Hard boiled eggs --- how many??

Discussion in 'Feeding & Watering Your Flock' started by Welbies, Sep 9, 2009.

  1. Welbies

    Welbies New Egg

    Apr 25, 2009
    We have two backyard hens (a buff laced polish and a bantam brown leghorn) they are about 5 months old and have not started laying yet.
    We let them free range in our yard all day long and feed them only kitchen scraps like soaked bread and watermelon.

    My question is : we have a big supply of hard boiled egg yolks (the yellow center only) because my inlaws only eat the whites, my chickens LOVE this! How many can I feed them each per day? Could too much protein stifle their egg laying capacity?? So far I have been limiting it to one yolk per bird per day, but have many more to go around.....

    Does anyone know??? Thanks so much!
  2. al6517

    al6517 Real Men can Cook

    May 13, 2008
    You can give quite a few more without any harm.

  3. codybird

    codybird Chillin' With My Peeps

    Apr 7, 2009
    Near Myrtle Beach
    Most of the protein is in the white.
  4. jafo

    jafo Chillin' With My Peeps

    May 2, 2009
    spend a few bucks and get them some real properly balanced grain for thier age. If a chicken does'nt have it "in her" she won't put them out.
  5. rstampa

    rstampa Chillin' With My Peeps

    Jun 18, 2009
    Tampa, Florida
    Quote:I agree with you jato 100%. Kitchen scraps etc. is not a good balance diet. It's not the protein that helps them lay better its the calcium. If they are old enough to start laying the OP should cut back on the protein anyway.
  6. kathyinmo

    kathyinmo Nothing In Moderation

    Quote:As a food, yolks are a major source of vitamins and minerals. They contain all of the egg's fat and cholesterol, and almost half of the protein.
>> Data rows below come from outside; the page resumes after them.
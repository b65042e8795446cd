use crate::diagnostic::{Diagnostic, Label, Span};
use crate::token::Token;

/// A lexical or grammatical error. Parsing stops at the first one.
#[derive(Debug, Clone, PartialEq)]
pub struct ParseError {
    pub template: String,
    pub message: String,
    pub span: Span,
    pub line: usize,
    pub column: usize,
    /// Raised by the lexer rather than the grammar.
    pub lexical: bool,
}

impl ParseError {
    pub fn new(template: impl Into<String>, message: impl Into<String>, token: &Token) -> Self {
        Self {
            template: template.into(),
            message: message.into(),
            span: Span::new(token.pos, token.end().max(token.pos + 1)),
            line: token.line,
            column: token.column,
            lexical: false,
        }
    }

    /// Wrap the terminal error token of a token stream.
    pub fn lexical(template: impl Into<String>, token: &Token) -> Self {
        Self {
            template: template.into(),
            message: token.text.clone(),
            span: Span::new(token.pos, token.pos + 1),
            line: token.line,
            column: token.column,
            lexical: true,
        }
    }

    pub fn to_diagnostic(&self) -> Diagnostic {
        let code = if self.lexical { "E0100" } else { "E0101" };
        Diagnostic::error(self.message.clone())
            .with_code(code)
            .with_label(Label::primary(self.span, ""))
            .with_note(format!("in template `{}`", self.template))
    }
}

impl std::fmt::Display for ParseError {
    fn fmt(&self, f: &mut std::fmt::Formatter<'_>) -> std::fmt::Result {
        write!(
            f,
            "template: {}:{}:{}: {}",
            self.template, self.line, self.column, self.message
        )
    }
}

impl std::error::Error for ParseError {}

#[derive(Debug)]
pub enum ExecError {
    /// `execute` was asked for a name that was never parsed.
    NotFound { name: String },
    /// A `{{template}}` action names an unknown template.
    TemplateNotDefined { name: String, span: Span },
    Field { field: String, type_name: String, span: Span },
    UndefinedFunction { name: String, span: Span },
    Function { name: String, message: String, span: Span },
    Type { message: String, span: Span },
    DepthExceeded { name: String, limit: usize, span: Span },
    Io(std::io::Error),
}

impl ExecError {
    pub fn not_found(name: impl Into<String>) -> Self {
        Self::NotFound { name: name.into() }
    }

    pub fn template_not_defined_at(name: impl Into<String>, span: Span) -> Self {
        Self::TemplateNotDefined { name: name.into(), span }
    }

    pub fn field_at(field: impl Into<String>, type_name: impl Into<String>, span: Span) -> Self {
        Self::Field {
            field: field.into(),
            type_name: type_name.into(),
            span,
        }
    }

    pub fn undefined_function_at(name: impl Into<String>, span: Span) -> Self {
        Self::UndefinedFunction { name: name.into(), span }
    }

    pub fn function_at(name: impl Into<String>, message: impl Into<String>, span: Span) -> Self {
        Self::Function {
            name: name.into(),
            message: message.into(),
            span,
        }
    }

    pub fn type_error_at(message: impl Into<String>, span: Span) -> Self {
        Self::Type { message: message.into(), span }
    }

    pub fn depth_exceeded_at(name: impl Into<String>, limit: usize, span: Span) -> Self {
        Self::DepthExceeded {
            name: name.into(),
            limit,
            span,
        }
    }

    pub fn span(&self) -> Span {
        match self {
            Self::NotFound { .. } | Self::Io(_) => Span::dummy(),
            Self::TemplateNotDefined { span, .. } => *span,
            Self::Field { span, .. } => *span,
            Self::UndefinedFunction { span, .. } => *span,
            Self::Function { span, .. } => *span,
            Self::Type { span, .. } => *span,
            Self::DepthExceeded { span, .. } => *span,
        }
    }

    pub fn to_diagnostic(&self) -> Diagnostic {
        let span = self.span();
        match self {
            Self::NotFound { .. } => Diagnostic::error(self.to_string())
                .with_code("E0201")
                .with_help("parse a template with this name first"),
            Self::TemplateNotDefined { .. } => Diagnostic::error(self.to_string())
                .with_code("E0202")
                .with_label(Label::primary(span, "invoked here")),
            Self::Field { .. } => Diagnostic::error(self.to_string())
                .with_code("E0203")
                .with_label(Label::primary(span, "unknown field")),
            Self::UndefinedFunction { .. } => Diagnostic::error(self.to_string())
                .with_code("E0204")
                .with_label(Label::primary(span, "not in the function table")),
            Self::Function { .. } => Diagnostic::error(self.to_string())
                .with_code("E0205")
                .with_label(Label::primary(span, "")),
            Self::Type { .. } => Diagnostic::error(self.to_string())
                .with_code("E0206")
                .with_label(Label::primary(span, "")),
            Self::DepthExceeded { .. } => Diagnostic::error(self.to_string())
                .with_code("E0207")
                .with_label(Label::primary(span, "invoked here"))
                .with_help("look for a template that invokes itself unconditionally"),
            Self::Io(_) => Diagnostic::error(self.to_string()).with_code("E0208"),
        }
    }
}

impl std::fmt::Display for ExecError {
    fn fmt(&self, f: &mut std::fmt::Formatter<'_>) -> std::fmt::Result {
        match self {
            ExecError::NotFound { name } => write!(f, "template {:?} not found", name),
            ExecError::TemplateNotDefined { name, .. } => {
                write!(f, "template {:?} not defined", name)
            }
            ExecError::Field { field, type_name, .. } => {
                write!(f, "can't evaluate field {} in type {}", field, type_name)
            }
            ExecError::UndefinedFunction { name, .. } => {
                write!(f, "function {:?} not defined", name)
            }
            ExecError::Function { name, message, .. } => {
                write!(f, "error calling {}: {}", name, message)
            }
            ExecError::Type { message, .. } => write!(f, "{}", message),
            ExecError::DepthExceeded { name, limit, .. } => write!(
                f,
                "exceeded maximum template depth ({}) invoking {:?}",
                limit, name
            ),
            ExecError::Io(err) => write!(f, "write error: {}", err),
        }
    }
}

impl std::error::Error for ExecError {
    fn source(&self) -> Option<&(dyn std::error::Error + 'static)> {
        match self {
            ExecError::Io(err) => Some(err),
            _ => None,
        }
    }
}

impl From<std::io::Error> for ExecError {
    fn from(err: std::io::Error) -> Self {
        ExecError::Io(err)
    }
}
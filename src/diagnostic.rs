use owo_colors::OwoColorize;
use std::fmt;

/// A byte range in template source.
#[derive(Debug, Clone, Copy, PartialEq, Eq, Default)]
pub struct Span {
    pub start: usize,
    pub end: usize,
}

impl Span {
    pub fn new(start: usize, end: usize) -> Self {
        Self { start, end }
    }

    pub fn dummy() -> Self {
        Self { start: 0, end: 0 }
    }

    pub fn merge(self, other: Span) -> Span {
        Span {
            start: self.start.min(other.start),
            end: self.end.max(other.end),
        }
    }

    pub fn is_dummy(&self) -> bool {
        self.start == 0 && self.end == 0
    }
}

#[derive(Debug, Clone, Copy, PartialEq, Eq)]
pub enum Severity {
    Error,
    Warning,
}

impl fmt::Display for Severity {
    fn fmt(&self, f: &mut fmt::Formatter<'_>) -> fmt::Result {
        match self {
            Severity::Error => write!(f, "error"),
            Severity::Warning => write!(f, "warning"),
        }
    }
}

#[derive(Debug, Clone)]
pub struct Label {
    pub span: Span,
    pub message: String,
}

impl Label {
    pub fn primary(span: Span, message: impl Into<String>) -> Self {
        Self {
            span,
            message: message.into(),
        }
    }
}

#[derive(Debug, Clone)]
pub struct Diagnostic {
    pub severity: Severity,
    pub code: Option<String>,
    pub message: String,
    pub labels: Vec<Label>,
    pub notes: Vec<String>,
}

impl Diagnostic {
    pub fn error(message: impl Into<String>) -> Self {
        Self {
            severity: Severity::Error,
            code: None,
            message: message.into(),
            labels: Vec::new(),
            notes: Vec::new(),
        }
    }

    pub fn with_code(mut self, code: impl Into<String>) -> Self {
        self.code = Some(code.into());
        self
    }

    pub fn with_label(mut self, label: Label) -> Self {
        self.labels.push(label);
        self
    }

    pub fn with_note(mut self, note: impl Into<String>) -> Self {
        self.notes.push(note.into());
        self
    }

    pub fn with_help(mut self, help: impl Into<String>) -> Self {
        self.notes.push(format!("help: {}", help.into()));
        self
    }
}

/// 1-based line and column (in characters) of a byte offset.
pub fn line_col(source: &str, offset: usize) -> (usize, usize) {
    let mut line = 1;
    let mut col = 1;
    for (i, ch) in source.char_indices() {
        if i >= offset {
            break;
        }
        if ch == '\n' {
            line += 1;
            col = 1;
        } else {
            col += 1;
        }
    }
    (line, col)
}

fn line_text(source: &str, line_num: usize) -> Option<&str> {
    source.split('\n').nth(line_num - 1)
}

/// Renders diagnostics against the template text they point into.
pub struct DiagnosticRenderer<'a> {
    source: &'a str,
    file_name: &'a str,
    use_color: bool,
}

impl<'a> DiagnosticRenderer<'a> {
    pub fn new(source: &'a str, file_name: &'a str, use_color: bool) -> Self {
        Self {
            source,
            file_name,
            use_color,
        }
    }

    pub fn render(&self, diagnostic: &Diagnostic) -> String {
        let mut output = String::new();
        self.render_header(&mut output, diagnostic);

        // Labels without a real position are rendered as header-only.
        let label = diagnostic.labels.iter().find(|label| !label.span.is_dummy());
        if let Some(label) = label {
            let (line, col) = line_col(self.source, label.span.start);
            let gutter = " ".repeat(line.to_string().len() + 1);
            output.push_str(&format!(
                "  {} {}:{}:{}\n",
                self.blue("-->"),
                self.file_name,
                line,
                col
            ));
            output.push_str(&format!("{}{}\n", gutter, self.blue("|")));
            if let Some(text) = line_text(self.source, line) {
                output.push_str(&format!(
                    "{} {} {}\n",
                    self.blue(&line.to_string()),
                    self.blue("|"),
                    text
                ));
                let (end_line, end_col) =
                    line_col(self.source, label.span.end.max(label.span.start + 1));
                let width = if end_line == line && end_col > col {
                    end_col - col
                } else {
                    1
                };
                let mut underline = format!("{}{}", " ".repeat(col - 1), "^".repeat(width));
                if !label.message.is_empty() {
                    underline.push(' ');
                    underline.push_str(&label.message);
                }
                output.push_str(&format!("{}{} {}\n", gutter, self.blue("|"), self.red(&underline)));
            }
        }

        for note in &diagnostic.notes {
            output.push_str(&format!("  {} {}\n", self.blue("="), note));
        }
        output
    }

    fn render_header(&self, output: &mut String, diagnostic: &Diagnostic) {
        let severity = diagnostic.severity.to_string();
        let severity = match diagnostic.severity {
            Severity::Error => self.red_bold(&severity),
            Severity::Warning => self.yellow_bold(&severity),
        };
        match &diagnostic.code {
            Some(code) => output.push_str(&format!(
                "{}[{}]: {}\n",
                severity,
                code,
                self.bold(&diagnostic.message)
            )),
            None => output.push_str(&format!("{}: {}\n", severity, self.bold(&diagnostic.message))),
        }
    }

    fn red(&self, s: &str) -> String {
        if self.use_color {
            s.red().to_string()
        } else {
            s.to_string()
        }
    }

    fn red_bold(&self, s: &str) -> String {
        if self.use_color {
            s.red().bold().to_string()
        } else {
            s.to_string()
        }
    }

    fn yellow_bold(&self, s: &str) -> String {
        if self.use_color {
            s.yellow().bold().to_string()
        } else {
            s.to_string()
        }
    }

    fn blue(&self, s: &str) -> String {
        if self.use_color {
            s.blue().to_string()
        } else {
            s.to_string()
        }
    }

    fn bold(&self, s: &str) -> String {
        if self.use_color {
            s.bold().to_string()
        } else {
            s.to_string()
        }
    }
}

pub fn render_diagnostics(
    source: &str,
    file_name: &str,
    diagnostics: &[Diagnostic],
    use_color: bool,
) -> String {
    let renderer = DiagnosticRenderer::new(source, file_name, use_color);
    let mut output = String::new();
    for diagnostic in diagnostics {
        output.push_str(&renderer.render(diagnostic));
    }
    output
}
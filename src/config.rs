use crate::interpreter::DEFAULT_MAX_DEPTH;
use crate::lexer::LexOptions;

/// Parsing and execution settings for a [`Template`](crate::Template).
#[derive(Debug, Clone, PartialEq, Eq)]
pub struct Config {
    pub left_delim: String,
    pub right_delim: String,
    pub left_comment: String,
    pub right_comment: String,
    /// Keep comments in the parsed tree.
    pub emit_comments: bool,
    /// Nested `template` invocations allowed during one execution.
    pub max_depth: usize,
}

impl Default for Config {
    fn default() -> Self {
        let lex = LexOptions::default();
        Self {
            left_delim: lex.left_delim,
            right_delim: lex.right_delim,
            left_comment: lex.left_comment,
            right_comment: lex.right_comment,
            emit_comments: lex.emit_comments,
            max_depth: DEFAULT_MAX_DEPTH,
        }
    }
}

impl Config {
    pub fn delims(mut self, left: impl Into<String>, right: impl Into<String>) -> Self {
        self.left_delim = left.into();
        self.right_delim = right.into();
        self
    }

    pub fn comments(mut self, left: impl Into<String>, right: impl Into<String>) -> Self {
        self.left_comment = left.into();
        self.right_comment = right.into();
        self
    }

    pub fn emit_comments(mut self, emit: bool) -> Self {
        self.emit_comments = emit;
        self
    }

    pub fn max_depth(mut self, depth: usize) -> Self {
        self.max_depth = depth;
        self
    }

    /// Lexer settings, with empty delimiters replaced by the defaults.
    pub fn lex_options(&self) -> LexOptions {
        let defaults = LexOptions::default();
        let pick = |value: &str, fallback: String| {
            if value.is_empty() {
                fallback
            } else {
                value.to_string()
            }
        };
        LexOptions {
            left_delim: pick(&self.left_delim, defaults.left_delim),
            right_delim: pick(&self.right_delim, defaults.right_delim),
            left_comment: pick(&self.left_comment, defaults.left_comment),
            right_comment: pick(&self.right_comment, defaults.right_comment),
            emit_comments: self.emit_comments,
        }
    }
}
    All of the fat soluble vitamins, (A, D, E and K) are found in the egg yolk. Egg yolks are one of the few foods naturally containing vitamin D. Egg yolk is a source of lecithin, an emulsifier and surfactant.

    ETA: I think no more than a tsp for each chicken daily, as 95% of the diet should consist of the appropriate feed (starter, grower, layer), to maintain adequate nutrition. IMO
    Last edited: Sep 14, 2009
  7. purpletree23

    purpletree23 Chillin' With My Peeps

    May 15, 2009
    They need a quality laying mash or pellets. They should start laying any time now but could have vitamin deficiencies if they don't have the proper food. Also make sure they have chicken grit and oyster crumbles available 24/7. A 25lb bag of layer pellets should cost under 7 buck and with only 2 chickens that should last two months especially if you free range.

    I wouldn't give more than 1 yolk per bird per day. What's bad for your in laws is bad for the chickens.